Thursday, 28 March 2013
“I love those who love me, and those who seek me diligently find me.” Proverbs 8:17 (ESV ©2001)
I am not a morning person but do my best to carve out a few moments to spend with the Lord before I start my busy day. Sometimes, however, I wake up before sunrise and sneak down to my chair to spread out my Bible and be still.
Within minutes, our little terrier—noticing my absence from the bedroom—comes downstairs and begins to search for me. Shocked to find me in my favorite overstuffed chair, (a dog of very little brain) she gallops towards me and sits at my feet . . . where she will continue to sit and stare, anxiously waiting for recognition and affection.
And she won’t leave until she gets it.
As I give in and rub her head with one hand, balancing my Bible in the other, I sigh. It never ceases to amaze me the lessons this little mutt can teach.
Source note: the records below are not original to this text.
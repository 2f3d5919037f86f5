//! Command-line entry point: runs the migration simulator and its
//! multi-seed certification.

use anyhow::{Context, Result};
use clap::{value_parser, Arg, ArgAction, Command};
use pim_engine::test_harness::{run_simulator, SimulatorConfig, TestHarness};
use pim_engine::{logging, EngineConfig};
use std::path::PathBuf;

fn cli() -> Command {
    Command::new("pim-engine")
        .version(pim_engine::VERSION)
        .about("Process-instance migration engine")
        .arg(
            Arg::new("json-logs")
                .long("json-logs")
                .global(true)
                .action(ArgAction::SetTrue)
                .help("Emit logs as JSON"),
        )
        .arg(
            Arg::new("config")
                .long("config")
                .global(true)
                .value_parser(value_parser!(PathBuf))
                .help("Engine configuration file (TOML)"),
        )
        .subcommand(
            Command::new("simulate")
                .about("Run the migration simulator")
                .arg(
                    Arg::new("instances")
                        .long("instances")
                        .default_value("1000")
                        .value_parser(value_parser!(u64))
                        .help("Number of process instances to migrate"),
                )
                .arg(
                    Arg::new("seed")
                        .long("seed")
                        .default_value("42")
                        .value_parser(value_parser!(u64))
                        .help("Random seed for reproducibility"),
                )
                .arg(
                    Arg::new("fault-rate")
                        .long("fault-rate")
                        .default_value("0.5")
                        .value_parser(value_parser!(f64))
                        .help("Share of instances with an injected fault"),
                )
                .arg(
                    Arg::new("stop-on-violation")
                        .long("stop-on-violation")
                        .action(ArgAction::SetTrue)
                        .help("Stop simulation on first violation"),
                ),
        )
        .subcommand(
            Command::new("certify")
                .about("Run the simulator over a range of seeds")
                .arg(
                    Arg::new("seeds")
                        .long("seeds")
                        .default_value("10")
                        .value_parser(value_parser!(u64))
                        .help("Number of seeds, starting at 0"),
                )
                .arg(
                    Arg::new("instances")
                        .long("instances")
                        .default_value("1000")
                        .value_parser(value_parser!(u64))
                        .help("Instances per seed"),
                ),
        )
        .subcommand(Command::new("show-config").about("Print the effective engine configuration"))
}

fn main() -> Result<()> {
    let matches = cli().get_matches();

    logging::init(matches.get_flag("json-logs")).context("failed to initialise logging")?;

    let engine = match matches.get_one::<PathBuf>("config") {
        Some(path) => EngineConfig::load(path)
            .with_context(|| format!("failed to load configuration from {}", path.display()))?,
        None => EngineConfig::default(),
    };

    match matches.subcommand() {
        Some(("simulate", args)) => {
            let config = SimulatorConfig {
                seed: args.get_one::<u64>("seed").copied().unwrap_or(42),
                instances: args.get_one::<u64>("instances").copied().unwrap_or(1_000),
                fault_rate: args.get_one::<f64>("fault-rate").copied().unwrap_or(0.5),
                stop_on_first_violation: args.get_flag("stop-on-violation"),
                engine: engine.with_log_verification(true),
                ..SimulatorConfig::default()
            };

            println!("Running migration simulator...");
            println!("Instances: {}", config.instances);
            println!("Seed: {}", config.seed);
            println!();

            let report = run_simulator(config);
            println!("{}", report.generate_text());

            std::process::exit(if report.passed() { 0 } else { 1 });
        }
        Some(("certify", args)) => {
            let seeds = args.get_one::<u64>("seeds").copied().unwrap_or(10);
            let instances = args.get_one::<u64>("instances").copied().unwrap_or(1_000);

            let report = TestHarness::run_certification(0..seeds, instances);
            println!("Certification Report:");
            println!("  Seeds tested: {}", report.seeds_tested);
            println!("  Violations: {}", report.total_violations);
            println!("  Passed: {}", report.passed);

            std::process::exit(if report.passed { 0 } else { 1 });
        }
        Some(("show-config", _)) => {
            print!("{}", engine.to_toml_string()?);
        }
        _ => {
            cli().print_help()?;
        }
    }
    Ok(())
}
use std::collections::BTreeSet;
use std::io::Cursor;
use std::sync::Arc;

use axum::{
    extract::{Path, State},
    http::StatusCode,
    response::{IntoResponse, Response},
    routing::{get, post},
    Router,
};
use chrono::{Local, NaiveDate};
use serde::Deserialize;
use serde_json::json;

use super::repository::ApplicationStore;
use super::search::{LookupQuery, SegmentFilter};
use super::service::{AnalyticsServiceError, CandidateAnalyticsService};

/// Router builder exposing the analytics endpoints over HTTP.
pub fn analytics_router<S>(service: Arc<CandidateAnalyticsService<S>>) -> Router
where
    S: ApplicationStore + 'static,
{
    Router::new()
        .route("/api/v1/analytics/feeds", post(ingest_handler::<S>))
        .route("/api/v1/analytics/overview", get(overview_handler::<S>))
        .route("/api/v1/analytics/segments", post(segments_handler::<S>))
        .route(
            "/api/v1/analytics/repeat-applicants",
            post(repeat_applicants_handler::<S>),
        )
        .route(
            "/api/v1/analytics/candidates/:email/resume-changes",
            get(resume_changes_handler::<S>),
        )
        .route(
            "/api/v1/analytics/skill-alignment",
            post(skill_alignment_handler::<S>),
        )
        .route("/api/v1/analytics/lookup", post(lookup_handler::<S>))
        .route("/api/v1/analytics/duplicates", get(duplicates_handler::<S>))
        .with_state(service)
}

#[derive(Debug, Deserialize)]
pub(crate) struct IngestFeedRequest {
    pub(crate) source_system: String,
    pub(crate) csv: String,
}

#[derive(Debug, Default, Deserialize)]
pub(crate) struct RepeatApplicantsRequest {
    #[serde(default)]
    pub(crate) today: Option<NaiveDate>,
}

#[derive(Debug, Deserialize)]
pub(crate) struct SkillAlignmentRequest {
    pub(crate) job_id: String,
    pub(crate) required_skills: Vec<String>,
}

pub(crate) async fn ingest_handler<S>(
    State(service): State<Arc<CandidateAnalyticsService<S>>>,
    axum::Json(request): axum::Json<IngestFeedRequest>,
) -> Response
where
    S: ApplicationStore + 'static,
{
    let reader = Cursor::new(request.csv.into_bytes());
    match service.ingest_reader(reader, &request.source_system) {
        Ok(summary) => (StatusCode::ACCEPTED, axum::Json(summary)).into_response(),
        Err(AnalyticsServiceError::Ingest(error)) => {
            let payload = json!({ "error": error.to_string() });
            (StatusCode::UNPROCESSABLE_ENTITY, axum::Json(payload)).into_response()
        }
        Err(other) => internal_error(other),
    }
}

pub(crate) async fn overview_handler<S>(
    State(service): State<Arc<CandidateAnalyticsService<S>>>,
) -> Response
where
    S: ApplicationStore + 'static,
{
    match service.overview() {
        Ok(overview) => (StatusCode::OK, axum::Json(overview)).into_response(),
        Err(error) => internal_error(error),
    }
}

pub(crate) async fn segments_handler<S>(
    State(service): State<Arc<CandidateAnalyticsService<S>>>,
    axum::Json(filter): axum::Json<SegmentFilter>,
) -> Response
where
    S: ApplicationStore + 'static,
{
    match service.segments(&filter) {
        Ok(roster) => (StatusCode::OK, axum::Json(roster)).into_response(),
        Err(error) => internal_error(error),
    }
}

pub(crate) async fn repeat_applicants_handler<S>(
    State(service): State<Arc<CandidateAnalyticsService<S>>>,
    axum::Json(request): axum::Json<RepeatApplicantsRequest>,
) -> Response
where
    S: ApplicationStore + 'static,
{
    let today = request.today.unwrap_or_else(|| Local::now().date_naive());
    match service.repeat_applicants(today) {
        Ok(report) => (StatusCode::OK, axum::Json(report)).into_response(),
        Err(error) => internal_error(error),
    }
}

pub(crate) async fn resume_changes_handler<S>(
    State(service): State<Arc<CandidateAnalyticsService<S>>>,
    Path(email): Path<String>,
) -> Response
where
    S: ApplicationStore + 'static,
{
    match service.resume_changes(&email) {
        Ok(view) => (StatusCode::OK, axum::Json(view)).into_response(),
        Err(AnalyticsServiceError::UnknownCandidate(email)) => {
            let payload = json!({ "error": format!("no applications on record for {email}") });
            (StatusCode::NOT_FOUND, axum::Json(payload)).into_response()
        }
        Err(other) => internal_error(other),
    }
}

pub(crate) async fn skill_alignment_handler<S>(
    State(service): State<Arc<CandidateAnalyticsService<S>>>,
    axum::Json(request): axum::Json<SkillAlignmentRequest>,
) -> Response
where
    S: ApplicationStore + 'static,
{
    let required: BTreeSet<String> = request.required_skills.into_iter().collect();
    match service.skill_alignment(&request.job_id, &required) {
        Ok(view) => (StatusCode::OK, axum::Json(view)).into_response(),
        Err(error) => internal_error(error),
    }
}

pub(crate) async fn lookup_handler<S>(
    State(service): State<Arc<CandidateAnalyticsService<S>>>,
    axum::Json(query): axum::Json<LookupQuery>,
) -> Response
where
    S: ApplicationStore + 'static,
{
    match service.lookup(&query) {
        Ok(matches) => (StatusCode::OK, axum::Json(matches)).into_response(),
        Err(error) => internal_error(error),
    }
}

pub(crate) async fn duplicates_handler<S>(
    State(service): State<Arc<CandidateAnalyticsService<S>>>,
) -> Response
where
    S: ApplicationStore + 'static,
{
    match service.duplicates() {
        Ok(pairs) => (StatusCode::OK, axum::Json(pairs)).into_response(),
        Err(error) => internal_error(error),
    }
}

fn internal_error(error: AnalyticsServiceError) -> Response {
    let payload = json!({ "error": error.to_string() });
    (StatusCode::INTERNAL_SERVER_ERROR, axum::Json(payload)).into_response()
}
Our Lord loves it when we seek him; when we sit and wait for His touch. And more than just loving our search, He loves us! Some mornings as I look down into her eyes, I wonder if my pathetic needy look makes Him sigh as well.
Thursday, 21 March 2013
As I get older, I’m not as sharp as I used to be, but I’d like to believe I am a smart cookie nonetheless. Lately, however, my memory plays tricks on me and I spend a great deal of time looking for stuff. It’s not like I lose things, as that would mean they are . . . lost, but rather I just misplace things . . . temporarily.
Like my husband.
No, I’m not insinuating that he loses things. I lost him. For over twenty minutes. In one average-sized Safeway.
As we headed to the checkout, I realized that I needed to use the washroom before venturing home. I reminded my dear husband of certain sale prices that he needed to watch for as they rang up the groceries. Being a man who holds three degrees, I knew he could handle the job.
Exiting the washroom a few minutes later, I walked back and forth across the front of the store checking each till. Now, I must confess that in a vain attempt to deny my age, I had left my glasses in the car. It’s not like I’m blind, I only require them for distance . . . like when I am driving, watching movies—or clearly, finding my man in a grocery store.
Finally spotting him in the far end of the produce section, I muttered to myself, wondering what he was adding to the basket. Squinting, I motioned to him as I slowly approached. A woman was chatting him up and they were looking far too friendly for my liking. A few feet away, he finally came into focus. This was not my husband. Blushing and aware of my flirtatious wave and motions given only seconds before, I ducked behind the closest display.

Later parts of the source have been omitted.